Drug Coverage Inside an MA OEP Election
MA OEP switches are not limited to swapping one MA plan for a look-alike MA plan — the drug-coverage status of the plan can change too, as long as the beneficiary stays within an allowed MA OEP move:
- Switching from an MA-only plan (no drug coverage) to an MA-PD plan (bundled drug coverage) is a valid MA OEP election — it is still "switching to a different MA plan."
- Switching the other direction, from MA-PD to MA-only, is also valid, though the beneficiary should be warned this drops their Part D coverage and can expose them to the Part D late-enrollment penalty later if they go 63+ days without other creditable drug coverage.
- If the beneficiary uses their MA OEP election to leave MA entirely and return to Original Medicare, they are permitted to add a stand-alone Part D plan as part of that same change — the "one change" is the whole package (Original Medicare plus a new PDP), not two separate changes.
Who MA OEP Locks Out
Because MA OEP is restricted to existing MA enrollees, it locks out:
- Anyone currently in Original Medicare only (they must wait for AEP or a qualifying SEP to move into MA).

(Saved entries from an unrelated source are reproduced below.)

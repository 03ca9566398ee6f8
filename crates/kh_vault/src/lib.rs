//! kh_vault: the Keyhaven secret-ownership core
//!
//! Services over `kh_store` and `kh_crypto`:
//! - `identity`:    user records (login passwords one-way hashed)
//! - `session`:     sign-up / sign-in / bearer authentication
//! - `credentials`: login secrets, password encrypted at rest
//! - `cards`:       payment cards, cvc and password encrypted at rest
//! - `notes`:       plaintext notes
//! - `erase`:       password-confirmed account teardown
//!
//! Everything is wired once at startup through [`Keyhaven::open`]: one
//! store pool, one reversible cipher, one password hasher, one token
//! signer, shared by every service. Vault records are scoped to their
//! owner on every read and write; encrypted fields are decrypted only at
//! the read boundary, for the owner, never cached.

pub mod cards;
pub mod config;
pub mod credentials;
pub mod erase;
pub mod error;
pub mod identity;
pub mod notes;
pub mod session;

pub use config::Config;
pub use error::{VaultError, UNAUTHENTICATED_MSG};
pub use session::AuthenticatedUser;

use std::path::Path;

use kh_crypto::{Cipher, PasswordHasher, TokenKeys};
use kh_store::Store;

use cards::CardsVault;
use credentials::CredentialsVault;
use erase::EraseService;
use identity::IdentityService;
use notes::NotesVault;
use session::SessionService;

/// Fully wired service registry. Cheap to clone; every handle shares the
/// same pool and key material.
#[derive(Clone)]
pub struct Keyhaven {
    pub identity: IdentityService,
    pub session: SessionService,
    pub credentials: CredentialsVault,
    pub cards: CardsVault,
    pub notes: NotesVault,
    pub erase: EraseService,
}

impl Keyhaven {
    /// Open the store and construct every service.
    ///
    /// Fails when a secret is missing or unusable: a half-configured
    /// process must refuse to serve vault operations rather than degrade.
    pub async fn open(db_path: &Path, config: &Config) -> Result<Self, VaultError> {
        let store = Store::open(db_path).await?;
        let cipher = Cipher::new(&config.cipher_secret)?;
        let hasher = PasswordHasher::new(config.hash_cost)?;
        let tokens = TokenKeys::new(&config.token_secret)?;

        let identity = IdentityService::new(store.clone(), hasher.clone());
        let session = SessionService::new(identity.clone(), hasher, tokens);
        let credentials = CredentialsVault::new(store.clone(), cipher.clone());
        let cards = CardsVault::new(store.clone(), cipher);
        let notes = NotesVault::new(store);
        let erase = EraseService::new(
            session.clone(),
            identity.clone(),
            credentials.clone(),
            notes.clone(),
            cards.clone(),
        );

        Ok(Self {
            identity,
            session,
            credentials,
            cards,
            notes,
            erase,
        })
    }
}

- Anyone wanting to switch between two stand-alone Part D plans without any MA plan involved — that requires AEP or an SEP, not MA OEP.
- New Medicare beneficiaries who just became eligible mid-window — they use their IEP (or the MA-specific Initial Coverage Election Period, ICEP, which runs concurrently with the IEP), not MA OEP.
Common Exam Traps
- Assuming MA OEP lets an Original Medicare beneficiary "try" MA for the first time — it does not.
- Assuming MA OEP allows unlimited changes like AEP — it allows exactly one.
- Assuming MA OEP changes take effect January 1 like AEP changes — they follow a rolling first-of-next-month schedule instead.
Mr. Osei has been enrolled in Original Medicare (Parts A and B) with no Medicare Advantage plan for the past three years. In February, can he use the Medicare Advantage Open Enrollment Period to enroll in an MA plan?
A current MA enrollee submits a plan-switch request on March 8 during MA OEP. When does the new plan's coverage take effect?